Results align with simulation findings: the 2B CLAP model achieves 60% success in both in-distribution and out-of-distribution settings, while 0.8B performance drops dramatically under OOD perturbations. This highlights the practical value of backbone capacity for robustness in physically diverse environments and the potential for scaling up real robot datasets in future work.
Practical and Theoretical Implications
CLAP's principal contribution is demonstrating that output-target reformulation—rather than architectural augmentation, expert networks, or multitask pretraining—is a highly effective and efficient route to capability-preserving VLM-to-VLA adaptation. The method's transparency enables systematic investigation of capability transfer as a function of backbone, prompting regime, and data regime.
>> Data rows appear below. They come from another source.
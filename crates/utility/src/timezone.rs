//! Zipcode -> IANA timezone lookup (C3's data source).
//!
//! A static, ordered table of US ZIP code ranges to timezone identifiers,
//! the same shape as the `timezone_mapper.json` table the source loads at
//! startup. Kept in-process rather than file-loaded since it never changes
//! at runtime.

use chrono::{NaiveDate, NaiveDateTime, TimeZone};
use chrono_tz::Tz;

struct TimezoneEntry {
    state_code: &'static str,
    zipcode_start: u32,
    zipcode_end: u32,
    timezone_id: Tz,
}

const TIMEZONE_TABLE: &[TimezoneEntry] = &[
    TimezoneEntry { state_code: "ME", zipcode_start: 3900, zipcode_end: 4999, timezone_id: Tz::America__New_York },
    TimezoneEntry { state_code: "NH", zipcode_start: 3000, zipcode_end: 3899, timezone_id: Tz::America__New_York },
    TimezoneEntry { state_code: "MA", zipcode_start: 1000, zipcode_end: 2799, timezone_id: Tz::America__New_York },
    TimezoneEntry { state_code: "NY", zipcode_start: 6390, zipcode_end: 6390, timezone_id: Tz::America__New_York },
    TimezoneEntry { state_code: "NY", zipcode_start: 10000, zipcode_end: 14999, timezone_id: Tz::America__New_York },
    TimezoneEntry { state_code: "NJ", zipcode_start: 7000, zipcode_end: 8999, timezone_id: Tz::America__New_York },
    TimezoneEntry { state_code: "PA", zipcode_start: 15000, zipcode_end: 19699, timezone_id: Tz::America__New_York },
    TimezoneEntry { state_code: "DE", zipcode_start: 19700, zipcode_end: 19999, timezone_id: Tz::America__New_York },
    TimezoneEntry { state_code: "MD", zipcode_start: 20600, zipcode_end: 21999, timezone_id: Tz::America__New_York },
    TimezoneEntry { state_code: "DC", zipcode_start: 20000, zipcode_end: 20599, timezone_id: Tz::America__New_York },
    TimezoneEntry { state_code: "VA", zipcode_start: 22000, zipcode_end: 24699, timezone_id: Tz::America__New_York },
    TimezoneEntry { state_code: "NC", zipcode_start: 27000, zipcode_end: 28999, timezone_id: Tz::America__New_York },
    TimezoneEntry { state_code: "SC", zipcode_start: 29000, zipcode_end: 29999, timezone_id: Tz::America__New_York },
    TimezoneEntry { state_code: "GA", zipcode_start: 30000, zipcode_end: 31999, timezone_id: Tz::America__New_York },
    TimezoneEntry { state_code: "FL", zipcode_start: 32000, zipcode_end: 33999, timezone_id: Tz::America__New_York },
    TimezoneEntry { state_code: "MI", zipcode_start: 48000, zipcode_end: 49999, timezone_id: Tz::America__New_York },
    TimezoneEntry { state_code: "OH", zipcode_start: 43000, zipcode_end: 45999, timezone_id: Tz::America__New_York },
    TimezoneEntry { state_code: "WV", zipcode_start: 24700, zipcode_end: 26999, timezone_id: Tz::America__New_York },
    TimezoneEntry { state_code: "IN", zipcode_start: 46000, zipcode_end: 47999, timezone_id: Tz::America__New_York },
    TimezoneEntry { state_code: "KY", zipcode_start: 40000, zipcode_end: 42799, timezone_id: Tz::America__New_York },
    TimezoneEntry { state_code: "AL", zipcode_start: 35000, zipcode_end: 36999, timezone_id: Tz::America__Chicago },
    TimezoneEntry { state_code: "MS", zipcode_start: 38600, zipcode_end: 39799, timezone_id: Tz::America__Chicago },
    TimezoneEntry { state_code: "TN", zipcode_start: 37000, zipcode_end: 38599, timezone_id: Tz::America__Chicago },
    TimezoneEntry { state_code: "IL", zipcode_start: 60000, zipcode_end: 62999, timezone_id: Tz::America__Chicago },
    TimezoneEntry { state_code: "WI", zipcode_start: 53000, zipcode_end: 54999, timezone_id: Tz::America__Chicago },
    TimezoneEntry { state_code: "MN", zipcode_start: 55000, zipcode_end: 56799, timezone_id: Tz::America__Chicago },
    TimezoneEntry { state_code: "IA", zipcode_start: 50000, zipcode_end: 52899, timezone_id: Tz::America__Chicago },
    TimezoneEntry { state_code: "MO", zipcode_start: 63000, zipcode_end: 65899, timezone_id: Tz::America__Chicago },
    TimezoneEntry { state_code: "AR", zipcode_start: 71600, zipcode_end: 72999, timezone_id: Tz::America__Chicago },
    TimezoneEntry { state_code: "LA", zipcode_start: 70000, zipcode_end: 71499, timezone_id: Tz::America__Chicago },
    TimezoneEntry { state_code: "OK", zipcode_start: 73000, zipcode_end: 74999, timezone_id: Tz::America__Chicago },
    TimezoneEntry { state_code: "TX", zipcode_start: 75000, zipcode_end: 79999, timezone_id: Tz::America__Chicago },
    TimezoneEntry { state_code: "KS", zipcode_start: 66000, zipcode_end: 67999, timezone_id: Tz::America__Chicago },
    TimezoneEntry { state_code: "NE", zipcode_start: 68000, zipcode_end: 69399, timezone_id: Tz::America__Chicago },
    TimezoneEntry { state_code: "SD", zipcode_start: 57000, zipcode_end: 57799, timezone_id: Tz::America__Chicago },
    TimezoneEntry { state_code: "ND", zipcode_start: 58000, zipcode_end: 58899, timezone_id: Tz::America__Chicago },
    TimezoneEntry { state_code: "CO", zipcode_start: 80000, zipcode_end: 81699, timezone_id: Tz::America__Denver },
    TimezoneEntry { state_code: "WY", zipcode_start: 82000, zipcode_end: 83199, timezone_id: Tz::America__Denver },
    TimezoneEntry { state_code: "MT", zipcode_start: 59000, zipcode_end: 59999, timezone_id: Tz::America__Denver },
    TimezoneEntry { state_code: "UT", zipcode_start: 84000, zipcode_end: 84799, timezone_id: Tz::America__Denver },
    TimezoneEntry { state_code: "NM", zipcode_start: 87000, zipcode_end: 88499, timezone_id: Tz::America__Denver },
    TimezoneEntry { state_code: "AZ", zipcode_start: 85000, zipcode_end: 86599, timezone_id: Tz::America__Phoenix },
    TimezoneEntry { state_code: "ID", zipcode_start: 83200, zipcode_end: 83899, timezone_id: Tz::America__Denver },
    TimezoneEntry { state_code: "NV", zipcode_start: 88900, zipcode_end: 89899, timezone_id: Tz::America__Los_Angeles },
    TimezoneEntry { state_code: "CA", zipcode_start: 90000, zipcode_end: 96199, timezone_id: Tz::America__Los_Angeles },
    TimezoneEntry { state_code: "OR", zipcode_start: 97000, zipcode_end: 97999, timezone_id: Tz::America__Los_Angeles },
    TimezoneEntry { state_code: "WA", zipcode_start: 98000, zipcode_end: 99499, timezone_id: Tz::America__Los_Angeles },
    TimezoneEntry { state_code: "AK", zipcode_start: 99500, zipcode_end: 99999, timezone_id: Tz::America__Anchorage },
    TimezoneEntry { state_code: "HI", zipcode_start: 96700, zipcode_end: 96899, timezone_id: Tz::Pacific__Honolulu },
];

fn lookup(zipcode: &str) -> Option<&'static TimezoneEntry> {
    let zipcode: u32 = zipcode.parse().ok()?;
    TIMEZONE_TABLE
        .iter()
        .find(|entry| entry.zipcode_start <= zipcode && zipcode <= entry.zipcode_end)
}

/// Extracts the trailing whitespace-delimited token of `address` and looks
/// up its timezone. Returns `None` if the token isn't a known ZIP code.
pub fn timezone_by_address(address: &str) -> Option<Tz> {
    let zipcode = address.split_whitespace().last()?;
    lookup(zipcode).map(|entry| entry.timezone_id)
}

pub fn state_code_by_zipcode(zipcode: &str) -> Option<&'static str> {
    lookup(zipcode).map(|entry| entry.state_code)
}

#[derive(Debug, thiserror::Error)]
pub enum TimeAddrError {
    #[error("could not determine timezone for address \"{0}\"")]
    UnknownTimezone(String),
    #[error("invalid date \"{date}\" or time \"{time}\": {reason}")]
    InvalidDateTime {
        date: String,
        time: String,
        reason: String,
    },
}

/// Resolves `date` ("Month Day, Year"), `time` ("HH:MM"), and `address`
/// (whose trailing token is a ZIP code) into a timezone-aware instant,
/// expressed in UTC.
pub fn resolve_pickup_instant(
    date: &str,
    time: &str,
    address: &str,
) -> Result<chrono::DateTime<chrono::Utc>, TimeAddrError> {
    let tz = timezone_by_address(address)
        .ok_or_else(|| TimeAddrError::UnknownTimezone(address.to_owned()))?;
    datetime_in(date, time, tz)
        .map(|local| local.with_timezone(&chrono::Utc))
        .map_err(|reason| TimeAddrError::InvalidDateTime {
            date: date.to_owned(),
            time: time.to_owned(),
            reason,
        })
}

/// Parses `date` ("Month Day, Year") and `time` ("HH:MM") as a local instant
/// in the given timezone.
pub fn datetime_in(date: &str, time: &str, tz: Tz) -> Result<chrono::DateTime<Tz>, String> {
    let (hour_str, minute_str) = time
        .split_once(':')
        .ok_or_else(|| format!("time \"{time}\" is not in HH:MM form"))?;
    let hour: u32 = hour_str.parse().map_err(|_| format!("bad hour in \"{time}\""))?;
    let minute: u32 = minute_str
        .parse()
        .map_err(|_| format!("bad minute in \"{time}\""))?;

    let naive_date =
        parse_loose_date(date).ok_or_else(|| format!("invalid date \"{date}\""))?;
    let naive = NaiveDateTime::new(
        naive_date,
        chrono::NaiveTime::from_hms_opt(hour, minute, 0)
            .ok_or_else(|| format!("invalid time \"{time}\""))?,
    );

    match tz.from_local_datetime(&naive) {
        chrono::LocalResult::Single(dt) => Ok(dt),
        chrono::LocalResult::Ambiguous(dt, _) => Ok(dt),
        chrono::LocalResult::None => Err(format!(
            "\"{date} {time}\" does not exist in timezone {tz}"
        )),
    }
}

/// Accepts "Month Day, Year" (e.g. "June 1, 2024") and a handful of common
/// variants. Not a general date parser — this system only ever sees
/// request-supplied dates in that one format.
fn parse_loose_date(date: &str) -> Option<NaiveDate> {
    const FORMATS: &[&str] = &["%B %-d, %Y", "%B %d, %Y", "%Y-%m-%d", "%m/%d/%Y"];
    FORMATS
        .iter()
        .find_map(|fmt| NaiveDate::parse_from_str(date, fmt).ok())
}

pub fn to_24hr(dt: chrono::DateTime<Tz>) -> String {
    dt.format("%H:%M").to_string()
}

#[cfg(test)]
mod tests {
    use super::*;

    #[test]
    fn resolves_new_york_zip() {
        let instant = resolve_pickup_instant("January 1, 2024", "08:00", "123 Main St 10001")
            .expect("should resolve");
        let local = instant.with_timezone(&Tz::America__New_York);
        assert_eq!(to_24hr(local), "08:00");
    }

    #[test]
    fn unknown_zip_is_an_error() {
        let err = resolve_pickup_instant("January 1, 2024", "08:00", "nowhere 00000");
        assert!(err.is_err());
    }

    #[test]
    fn state_code_lookup() {
        assert_eq!(state_code_by_zipcode("90001"), Some("CA"));
    }
}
The fact that single-epoch, single-node training is sufficient to approach and sometimes match robot-pretrained systems (SmolVLA, π0.5​, OpenVLA) (Shukor et al., 2 Jun 2025, Intelligence et al., 22 Apr 2025) [kim2024openvlaopensourcevisionlanguageactionmodel], on both in-distribution and OOD tasks, underlines its relevance to scalable, democratized robot learning research.
Practically, CLAP opens several future research avenues:
- Scaling to diverse backbones and multi-modality (beyond Qwen).
- Joint study of language-action and alternative reasoning intermediates.
- Systematic exploration of efficiency and latency via compression, quantization, and accelerated decoding.
Conclusion
CLAP establishes a simple, effective, and transparent baseline for VLM-to-VLA conversion. By causally conditioning action prediction on a language-action prefix, it achieves strong closed-loop performance and robustness across simulation and real-world robotic manipulation, without any architectural change or additional modules. This output-representation-centric approach enables principled studies of capability transfer and exposes new opportunities for lightweight, accessible VLA development, accelerating progress in generalist robot learning.